◆ Exercise description: Please copy out each line of the entries in which "PartialEq" appears.

◆ Data:
= Beginning of Section =
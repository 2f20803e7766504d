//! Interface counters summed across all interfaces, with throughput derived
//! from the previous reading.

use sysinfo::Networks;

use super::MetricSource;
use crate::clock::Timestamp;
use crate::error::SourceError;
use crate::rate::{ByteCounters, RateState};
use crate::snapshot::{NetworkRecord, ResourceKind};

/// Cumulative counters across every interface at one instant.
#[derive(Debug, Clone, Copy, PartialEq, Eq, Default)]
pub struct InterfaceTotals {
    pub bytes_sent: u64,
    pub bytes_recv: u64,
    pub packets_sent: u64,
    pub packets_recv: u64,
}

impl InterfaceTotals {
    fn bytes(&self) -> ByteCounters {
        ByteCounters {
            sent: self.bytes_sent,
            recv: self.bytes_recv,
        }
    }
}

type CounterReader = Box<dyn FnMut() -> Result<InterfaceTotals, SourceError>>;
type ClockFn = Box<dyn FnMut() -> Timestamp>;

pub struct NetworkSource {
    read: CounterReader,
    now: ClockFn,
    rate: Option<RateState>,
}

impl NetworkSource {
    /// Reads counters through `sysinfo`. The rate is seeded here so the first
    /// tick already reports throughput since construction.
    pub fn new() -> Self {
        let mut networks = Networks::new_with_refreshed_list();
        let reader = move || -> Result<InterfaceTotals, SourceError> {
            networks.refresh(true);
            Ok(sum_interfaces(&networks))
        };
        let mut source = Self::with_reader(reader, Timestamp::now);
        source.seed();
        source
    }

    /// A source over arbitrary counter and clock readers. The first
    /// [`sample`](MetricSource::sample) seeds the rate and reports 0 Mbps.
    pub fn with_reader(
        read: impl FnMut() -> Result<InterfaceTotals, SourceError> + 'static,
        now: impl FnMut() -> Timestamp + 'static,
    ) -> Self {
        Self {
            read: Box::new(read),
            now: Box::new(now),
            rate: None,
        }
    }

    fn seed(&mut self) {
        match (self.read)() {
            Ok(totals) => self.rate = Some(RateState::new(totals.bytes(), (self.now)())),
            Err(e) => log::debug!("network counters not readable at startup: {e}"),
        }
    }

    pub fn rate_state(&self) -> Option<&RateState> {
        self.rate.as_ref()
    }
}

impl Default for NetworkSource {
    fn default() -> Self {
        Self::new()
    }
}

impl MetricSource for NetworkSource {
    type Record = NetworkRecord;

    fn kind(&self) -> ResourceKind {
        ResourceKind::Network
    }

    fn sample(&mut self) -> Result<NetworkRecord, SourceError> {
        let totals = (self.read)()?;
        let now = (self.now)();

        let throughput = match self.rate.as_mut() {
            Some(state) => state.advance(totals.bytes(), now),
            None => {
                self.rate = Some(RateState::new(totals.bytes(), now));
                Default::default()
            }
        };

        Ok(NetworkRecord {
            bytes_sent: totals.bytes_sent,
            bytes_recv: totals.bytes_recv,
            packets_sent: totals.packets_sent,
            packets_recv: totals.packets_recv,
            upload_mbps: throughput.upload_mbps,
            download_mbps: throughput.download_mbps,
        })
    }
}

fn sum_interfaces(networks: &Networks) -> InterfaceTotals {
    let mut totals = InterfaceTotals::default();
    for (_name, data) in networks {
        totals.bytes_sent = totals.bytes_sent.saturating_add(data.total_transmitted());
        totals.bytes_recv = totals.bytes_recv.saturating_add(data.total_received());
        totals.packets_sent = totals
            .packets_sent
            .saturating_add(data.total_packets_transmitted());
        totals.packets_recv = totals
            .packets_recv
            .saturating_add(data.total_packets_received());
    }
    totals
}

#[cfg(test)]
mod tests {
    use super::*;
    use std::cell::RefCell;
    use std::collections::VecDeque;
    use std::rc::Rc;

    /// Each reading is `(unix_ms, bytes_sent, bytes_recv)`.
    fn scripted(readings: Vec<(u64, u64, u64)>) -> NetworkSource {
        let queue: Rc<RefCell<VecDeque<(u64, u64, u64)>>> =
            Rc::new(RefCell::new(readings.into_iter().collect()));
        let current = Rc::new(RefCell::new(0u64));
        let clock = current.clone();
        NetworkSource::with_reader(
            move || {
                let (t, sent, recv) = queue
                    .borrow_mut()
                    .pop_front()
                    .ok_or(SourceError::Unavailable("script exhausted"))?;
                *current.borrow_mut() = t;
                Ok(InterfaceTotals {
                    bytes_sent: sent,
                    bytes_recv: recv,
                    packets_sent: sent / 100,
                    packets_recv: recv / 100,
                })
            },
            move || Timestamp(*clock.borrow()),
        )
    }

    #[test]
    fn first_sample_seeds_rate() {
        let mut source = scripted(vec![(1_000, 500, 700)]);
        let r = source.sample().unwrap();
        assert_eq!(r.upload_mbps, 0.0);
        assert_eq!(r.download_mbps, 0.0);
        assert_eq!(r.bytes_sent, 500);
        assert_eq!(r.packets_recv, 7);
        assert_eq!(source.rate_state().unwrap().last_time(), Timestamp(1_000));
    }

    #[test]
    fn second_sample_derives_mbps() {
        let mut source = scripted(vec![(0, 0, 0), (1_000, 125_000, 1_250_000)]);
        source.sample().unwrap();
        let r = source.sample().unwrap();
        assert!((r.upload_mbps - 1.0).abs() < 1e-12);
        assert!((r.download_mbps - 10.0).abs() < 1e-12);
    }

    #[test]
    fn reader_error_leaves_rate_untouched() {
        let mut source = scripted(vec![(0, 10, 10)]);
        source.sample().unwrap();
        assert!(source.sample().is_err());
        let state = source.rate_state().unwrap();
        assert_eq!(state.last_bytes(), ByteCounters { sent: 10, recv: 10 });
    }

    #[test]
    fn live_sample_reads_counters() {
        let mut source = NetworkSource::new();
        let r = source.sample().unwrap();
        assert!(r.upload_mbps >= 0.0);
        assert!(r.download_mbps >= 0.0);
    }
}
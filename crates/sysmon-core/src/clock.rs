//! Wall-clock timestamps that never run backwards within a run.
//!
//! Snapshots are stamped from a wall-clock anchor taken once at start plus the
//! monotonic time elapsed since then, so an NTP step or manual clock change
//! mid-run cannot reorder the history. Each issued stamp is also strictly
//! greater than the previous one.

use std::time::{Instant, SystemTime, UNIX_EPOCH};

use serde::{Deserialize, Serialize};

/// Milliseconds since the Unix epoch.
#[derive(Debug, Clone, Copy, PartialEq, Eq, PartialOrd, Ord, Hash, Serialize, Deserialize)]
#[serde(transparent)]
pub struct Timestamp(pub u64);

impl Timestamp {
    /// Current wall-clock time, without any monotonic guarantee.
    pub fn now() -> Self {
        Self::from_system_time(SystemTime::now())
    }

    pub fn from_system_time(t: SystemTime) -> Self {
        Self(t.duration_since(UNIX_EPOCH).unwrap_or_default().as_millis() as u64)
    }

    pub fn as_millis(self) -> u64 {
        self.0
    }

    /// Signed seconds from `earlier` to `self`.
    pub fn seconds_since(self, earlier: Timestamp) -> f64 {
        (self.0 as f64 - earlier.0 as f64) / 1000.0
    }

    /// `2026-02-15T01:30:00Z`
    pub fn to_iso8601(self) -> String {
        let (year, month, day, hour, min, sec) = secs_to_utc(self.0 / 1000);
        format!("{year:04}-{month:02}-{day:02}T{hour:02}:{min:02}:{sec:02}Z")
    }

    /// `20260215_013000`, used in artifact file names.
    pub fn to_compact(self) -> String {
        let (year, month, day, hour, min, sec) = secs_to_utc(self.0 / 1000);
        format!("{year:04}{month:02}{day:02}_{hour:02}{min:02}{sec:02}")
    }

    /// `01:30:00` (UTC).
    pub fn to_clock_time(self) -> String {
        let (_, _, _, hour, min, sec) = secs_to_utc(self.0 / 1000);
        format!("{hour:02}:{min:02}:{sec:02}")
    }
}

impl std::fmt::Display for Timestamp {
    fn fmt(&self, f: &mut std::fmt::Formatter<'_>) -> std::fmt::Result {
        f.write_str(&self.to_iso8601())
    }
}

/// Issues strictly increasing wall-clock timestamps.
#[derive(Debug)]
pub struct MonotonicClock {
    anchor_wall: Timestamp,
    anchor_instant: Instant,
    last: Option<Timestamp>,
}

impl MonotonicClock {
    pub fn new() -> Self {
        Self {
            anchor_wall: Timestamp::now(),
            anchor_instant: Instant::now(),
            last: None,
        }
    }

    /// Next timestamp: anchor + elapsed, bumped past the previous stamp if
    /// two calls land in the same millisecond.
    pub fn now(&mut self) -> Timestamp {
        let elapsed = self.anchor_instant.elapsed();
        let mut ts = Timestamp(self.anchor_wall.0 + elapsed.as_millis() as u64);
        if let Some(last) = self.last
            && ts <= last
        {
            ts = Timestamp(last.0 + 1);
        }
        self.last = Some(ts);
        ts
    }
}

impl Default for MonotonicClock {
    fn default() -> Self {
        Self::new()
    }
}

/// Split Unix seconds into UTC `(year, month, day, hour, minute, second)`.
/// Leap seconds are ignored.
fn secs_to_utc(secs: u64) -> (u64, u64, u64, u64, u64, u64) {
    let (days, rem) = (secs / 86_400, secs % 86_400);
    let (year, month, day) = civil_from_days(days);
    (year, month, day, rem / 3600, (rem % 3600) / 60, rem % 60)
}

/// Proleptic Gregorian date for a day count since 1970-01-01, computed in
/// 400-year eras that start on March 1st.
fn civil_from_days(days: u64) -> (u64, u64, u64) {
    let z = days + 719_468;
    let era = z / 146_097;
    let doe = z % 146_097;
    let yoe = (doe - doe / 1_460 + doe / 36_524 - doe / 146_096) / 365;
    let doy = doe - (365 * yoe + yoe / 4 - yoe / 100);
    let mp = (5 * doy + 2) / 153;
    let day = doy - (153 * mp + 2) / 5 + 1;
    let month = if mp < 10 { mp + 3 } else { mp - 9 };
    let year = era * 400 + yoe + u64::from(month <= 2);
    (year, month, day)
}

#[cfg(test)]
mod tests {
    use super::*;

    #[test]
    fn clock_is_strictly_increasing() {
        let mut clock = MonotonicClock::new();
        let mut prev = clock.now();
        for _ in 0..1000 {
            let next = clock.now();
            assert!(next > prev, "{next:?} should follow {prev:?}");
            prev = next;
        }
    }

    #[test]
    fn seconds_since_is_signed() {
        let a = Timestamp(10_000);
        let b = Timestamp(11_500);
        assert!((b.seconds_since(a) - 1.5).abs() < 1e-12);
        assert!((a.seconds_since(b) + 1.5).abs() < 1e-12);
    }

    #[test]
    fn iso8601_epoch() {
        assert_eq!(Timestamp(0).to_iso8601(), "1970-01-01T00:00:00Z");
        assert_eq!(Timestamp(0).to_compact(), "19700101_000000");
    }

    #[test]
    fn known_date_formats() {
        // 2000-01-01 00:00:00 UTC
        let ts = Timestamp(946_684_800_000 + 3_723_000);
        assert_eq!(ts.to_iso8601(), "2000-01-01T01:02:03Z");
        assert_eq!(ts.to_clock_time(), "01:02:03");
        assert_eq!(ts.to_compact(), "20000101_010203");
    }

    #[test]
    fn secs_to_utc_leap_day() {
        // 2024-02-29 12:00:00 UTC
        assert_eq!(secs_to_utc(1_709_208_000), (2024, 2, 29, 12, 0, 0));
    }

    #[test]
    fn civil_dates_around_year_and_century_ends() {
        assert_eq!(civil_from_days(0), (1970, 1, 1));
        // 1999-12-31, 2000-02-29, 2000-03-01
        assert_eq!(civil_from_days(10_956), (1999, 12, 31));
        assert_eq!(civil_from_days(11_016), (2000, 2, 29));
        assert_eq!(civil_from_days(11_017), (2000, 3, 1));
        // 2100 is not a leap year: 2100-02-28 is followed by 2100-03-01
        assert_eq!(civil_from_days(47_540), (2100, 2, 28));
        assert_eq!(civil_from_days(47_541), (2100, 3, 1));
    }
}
= End of Section =
◆ Answer space:
#[derive(Debug, Clone, Copy, PartialEq, Eq, Default)]
#[derive(Debug, Clone, Copy, PartialEq, Eq, PartialOrd, Ord, Hash, Serialize, Deserialize)]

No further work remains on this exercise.